A simplicidade da estrutura é assustadora. Nada de grandes parafernálias tecnológicas. O principal material é o humano. Os estudantes são os protagonistas do seus destinos e a pesquisa ativa e a extensão, com orientação dos professores, são o centro pedagógico. Repito, nenhuma estrutura física ou parafernália tecnológica que não tenhamos em dobro nos IFs, por exemplo.

Toda sexta de tarde tem Assembleia de estudantes, onde se define quase tudo da escola. Principalmente as "responsabilidades" dos grupos de estudantes e tarefas que vão desde às apresentações da escola até a manutenção de horta e jardim. Existem comissões de estudantes para várias tarefas, inclusive para questões de indisciplina. A mesa da Assembleia age como uma espécie de Grêmio Estudantil e é eleita em eleições diretas, disputadas por chapas. É incrível a apropriação da escola pelos estudantes. A escola definitivamente é deles.

Não sou profundo conhecedor do projeto da escola da Ponte, conheço apenas alguns livros e os relatos de Pacheco sobre. Também não pude passar tanto tempo quanto gostaria lá dentro, para saber sobre as dificuldades e limites que certamente existem. Este pequeno relato é apenas um fragmento parcial de um pouquinho do que vi e senti lá. Uma inspiração minha para fazer algo diferente como educador.

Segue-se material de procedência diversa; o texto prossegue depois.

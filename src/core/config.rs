//! # Configuration
//!
//! Centralizes all settings with a clear override hierarchy:
//! defaults → config file → env vars → CLI flags.
//!
//! Config lives at `~/.eat-n-split/config.toml`. If missing on first run, a
//! commented-out default is generated so users can discover all options.

use log::{debug, info, warn};
use serde::{Deserialize, Serialize};
use simplelog::LevelFilter;
use std::fmt;
use std::fs;
use std::path::{Path, PathBuf};

use crate::core::friend::{Friend, FriendId, seed_friends};

// ============================================================================
// Config Structs (all fields Option<T> for sparse TOML)
// ============================================================================

#[derive(Debug, Default, Deserialize, Serialize)]
pub struct SplitConfig {
    #[serde(default)]
    pub general: GeneralConfig,
    #[serde(default)]
    pub friends: Vec<FriendEntry>,
}

#[derive(Debug, Default, Deserialize, Serialize)]
pub struct GeneralConfig {
    pub currency: Option<String>,
    pub avatar_url: Option<String>,
    pub seed_friends: Option<bool>,
    pub log_level: Option<String>,
}

/// A starting friend declared in the config file.
#[derive(Debug, Clone, Deserialize, Serialize)]
pub struct FriendEntry {
    pub name: String,
    pub image: Option<String>,
    #[serde(default)]
    pub balance: f64,
}

// ============================================================================
// Defaults
// ============================================================================

pub const DEFAULT_CURRENCY: &str = "$";
pub const DEFAULT_AVATAR_URL: &str = "https://i.pravatar.cc/48";
pub const DEFAULT_LOG_LEVEL: LevelFilter = LevelFilter::Debug;

// ============================================================================
// Resolved Config (concrete values, no Options)
// ============================================================================

#[derive(Debug, Clone)]
pub struct ResolvedConfig {
    pub currency: String,
    pub avatar_url: String,
    pub log_level: LevelFilter,
    pub friends: Vec<Friend>,
}

/// Overrides coming from command-line flags.
#[derive(Debug, Default, Clone)]
pub struct CliOverrides {
    pub currency: Option<String>,
    pub empty: bool,
}

// ============================================================================
// Error Type
// ============================================================================

#[derive(Debug)]
pub enum ConfigError {
    Io(std::io::Error),
    Parse(toml::de::Error),
}

impl fmt::Display for ConfigError {
    fn fmt(&self, f: &mut fmt::Formatter<'_>) -> fmt::Result {
        match self {
            ConfigError::Io(e) => write!(f, "config I/O error: {e}"),
            ConfigError::Parse(e) => write!(f, "config parse error: {e}"),
        }
    }
}

impl std::error::Error for ConfigError {}

// ============================================================================
// Loading
// ============================================================================

/// Returns the path to `~/.eat-n-split/config.toml`.
pub fn config_path() -> Option<PathBuf> {
    dirs::home_dir().map(|h| h.join(".eat-n-split").join("config.toml"))
}

/// Load config from `path`, or from the default location when `None`.
///
/// If the default file doesn't exist, generates a commented-out default and
/// returns `SplitConfig::default()`. If it exists but is malformed,
/// returns `ConfigError::Parse`.
pub fn load_config(path: Option<&Path>) -> Result<SplitConfig, ConfigError> {
    let (path, explicit) = match path {
        Some(p) => (p.to_path_buf(), true),
        None => match config_path() {
            Some(p) => (p, false),
            None => {
                warn!("Could not determine home directory, using default config");
                return Ok(SplitConfig::default());
            }
        },
    };

    if !path.exists() {
        if explicit {
            warn!("Config file {} not found, using defaults", path.display());
        } else {
            info!("No config file found, generating default at {}", path.display());
            generate_default_config(&path);
        }
        return Ok(SplitConfig::default());
    }

    let contents = fs::read_to_string(&path).map_err(ConfigError::Io)?;
    let config = parse_config(&contents)?;
    info!("Loaded config from {}", path.display());
    debug!("Config: {:?}", config);
    Ok(config)
}

/// Like [`load_config`], but an unreadable or malformed file is logged and
/// replaced by `SplitConfig::default()`.
pub fn load_or_default(path: Option<&Path>) -> SplitConfig {
    load_config(path).unwrap_or_else(|e| {
        warn!("{e}, using defaults");
        SplitConfig::default()
    })
}

pub fn parse_config(contents: &str) -> Result<SplitConfig, ConfigError> {
    toml::from_str(contents).map_err(ConfigError::Parse)
}

/// Generates a commented-out default config file at the given path.
fn generate_default_config(path: &Path) {
    let default_content = r#"# Eat-'n-Split Configuration
# All settings are optional — defaults are used for anything not specified.
# Override hierarchy: defaults → this file → env vars → CLI flags.

# [general]
# currency = "$"                          # Or set EAT_N_SPLIT_CURRENCY
# avatar_url = "https://i.pravatar.cc/48" # Or set EAT_N_SPLIT_AVATAR_URL
# seed_friends = true                     # Start with Clark, Sarah and Anthony
# log_level = "debug"                     # "off", "error", "warn", "info", "debug", "trace"

# Declaring friends replaces the built-in seed list.
# [[friends]]
# name = "Clark"
# image = "https://i.pravatar.cc/48?u=118836"
# balance = -7
"#;

    if let Some(parent) = path.parent()
        && let Err(e) = fs::create_dir_all(parent)
    {
        warn!("Failed to create config directory: {}", e);
        return;
    }
    if let Err(e) = fs::write(path, default_content) {
        warn!("Failed to write default config: {}", e);
    }
}

// ============================================================================
// Resolution
// ============================================================================

/// Resolve the final config by collapsing: defaults → config file → env vars → CLI.
pub fn resolve(config: &SplitConfig, cli: &CliOverrides) -> ResolvedConfig {
    // Currency: CLI → env → config → default
    let currency = cli
        .currency
        .clone()
        .or_else(|| std::env::var("EAT_N_SPLIT_CURRENCY").ok())
        .or_else(|| config.general.currency.clone())
        .unwrap_or_else(|| DEFAULT_CURRENCY.to_string());

    // Avatar placeholder: env → config → default
    let avatar_url = std::env::var("EAT_N_SPLIT_AVATAR_URL")
        .ok()
        .or_else(|| config.general.avatar_url.clone())
        .unwrap_or_else(|| DEFAULT_AVATAR_URL.to_string());

    let log_level = config
        .general
        .log_level
        .as_deref()
        .and_then(|level| match level.parse::<LevelFilter>() {
            Ok(filter) => Some(filter),
            Err(_) => {
                warn!("Unknown log level {level:?}, using default");
                None
            }
        })
        .unwrap_or(DEFAULT_LOG_LEVEL);

    ResolvedConfig {
        currency,
        log_level,
        friends: resolve_friends(config, cli, &avatar_url),
        avatar_url,
    }
}

/// Starting friends: `--empty` wins, then `[[friends]]`, then the seed list.
fn resolve_friends(config: &SplitConfig, cli: &CliOverrides, avatar_url: &str) -> Vec<Friend> {
    if cli.empty {
        return Vec::new();
    }

    if !config.friends.is_empty() {
        return config
            .friends
            .iter()
            .filter(|entry| !entry.name.trim().is_empty())
            .map(|entry| {
                let id = FriendId::generate();
                let image = entry
                    .image
                    .clone()
                    .unwrap_or_else(|| format!("{avatar_url}?u={id}"));
                Friend {
                    id,
                    name: entry.name.clone(),
                    image,
                    balance: entry.balance,
                }
            })
            .collect();
    }

    if config.general.seed_friends.unwrap_or(true) {
        seed_friends()
    } else {
        Vec::new()
    }
}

No caso dos IFs não vejo porque não implementar novos métodos de ensino, a não ser os limites impostos por aqueles(as) que não querem sair da zona de conforto, ou não se animam a conhecer e buscar o novo, reconhecendo assim suas incompletudes humanas. No caso das demais escolas da rede pública até entendo as limitações da precariedade, cargas horárias excessivas, e etc, embora mesmo nessas condições seja possível fazer diferente, como temos visto em vários casos. Mesmo sabendo que a Ponte não é um modelo a ser seguido, o fato é que, como mais ou menos disse José Pacheco em algum lugar, estamos lidando com jovens do século XXI, em uma escola do século XX, com metodologias de ensino do século XIX, que não são ruins por serem velhas, mas por não estarem mais funcionando. Precisamos buscar algo e a Ponte nos leva à isso, pois não é a “Ponte para o futuro”, como me perguntou o colega Cláudio Fioreze, mas sim para um presente melhor.